[GIVEN DATA]:
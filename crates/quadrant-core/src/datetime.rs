use chrono::{
  Days,
  NaiveDate,
  NaiveDateTime
};
use tracing::trace;

use crate::error::DeadlineError;

pub const MISSING: &str = "N/A";

const DISPLAY_DATE: &str = "%d-%m-%Y";
const DISPLAY_DATE_TIME: &str =
  "%d-%m-%Y %I:%M %p";
const PICKER_DATE: &str = "%Y-%m-%d";

#[must_use]
pub fn format_date(
  value: Option<NaiveDate>
) -> String {
  match value {
    | Some(date) => date
      .format(DISPLAY_DATE)
      .to_string(),
    | None => MISSING.to_string()
  }
}

/// `DD-MM-YYYY hh:mm AM/PM`; midnight
/// reads `12:00 AM`.
#[must_use]
pub fn format_date_time(
  value: Option<NaiveDateTime>
) -> String {
  match value {
    | Some(ts) => ts
      .format(DISPLAY_DATE_TIME)
      .to_string(),
    | None => MISSING.to_string()
  }
}

/// Value for the picker's `min`
/// attribute.
#[must_use]
pub fn picker_min(
  today: NaiveDate
) -> String {
  today.format(PICKER_DATE).to_string()
}

/// Reads a deadline the way the date
/// picker offers it. Empty input means
/// no deadline.
pub fn parse_deadline(
  raw: &str,
  today: NaiveDate
) -> Result<Option<NaiveDate>, DeadlineError>
{
  let token =
    raw.trim().to_ascii_lowercase();
  if token.is_empty() {
    return Ok(None);
  }

  let parsed = match token.as_str() {
    | "today" => Some(today),
    | "tomorrow" => {
      today.checked_add_days(Days::new(1))
    }
    | _ => parse_relative(&token, today)
      .or_else(|| {
        NaiveDate::parse_from_str(
          &token,
          PICKER_DATE
        )
        .ok()
      })
      .or_else(|| {
        NaiveDate::parse_from_str(
          &token,
          DISPLAY_DATE
        )
        .ok()
      })
  };

  let date = parsed.ok_or_else(|| {
    DeadlineError::Unrecognized(
      raw.trim().to_string()
    )
  })?;

  if date < today {
    return Err(
      DeadlineError::BeforeMinimum {
        deadline: date
          .format(PICKER_DATE)
          .to_string(),
        min:      picker_min(today)
      }
    );
  }

  trace!(input = %raw, deadline = %date, "parsed deadline");
  Ok(Some(date))
}

fn parse_relative(
  token: &str,
  today: NaiveDate
) -> Option<NaiveDate> {
  let rest = token.strip_prefix('+')?;
  if !rest.is_ascii() {
    return None;
  }
  let (num, unit) =
    rest.split_at(rest.len().checked_sub(1)?);
  let amount: u64 = num.parse().ok()?;
  let days = match unit {
    | "d" => amount,
    | "w" => amount.checked_mul(7)?,
    | _ => return None
  };
  today.checked_add_days(Days::new(days))
}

[WORK REQUIRED]: The lines you need are those containing "trace"; find them in the records and copy them.

[EXERCISE RESPONSE]:
use tracing::trace;
  trace!(input = %raw, deadline = %date, "parsed deadline");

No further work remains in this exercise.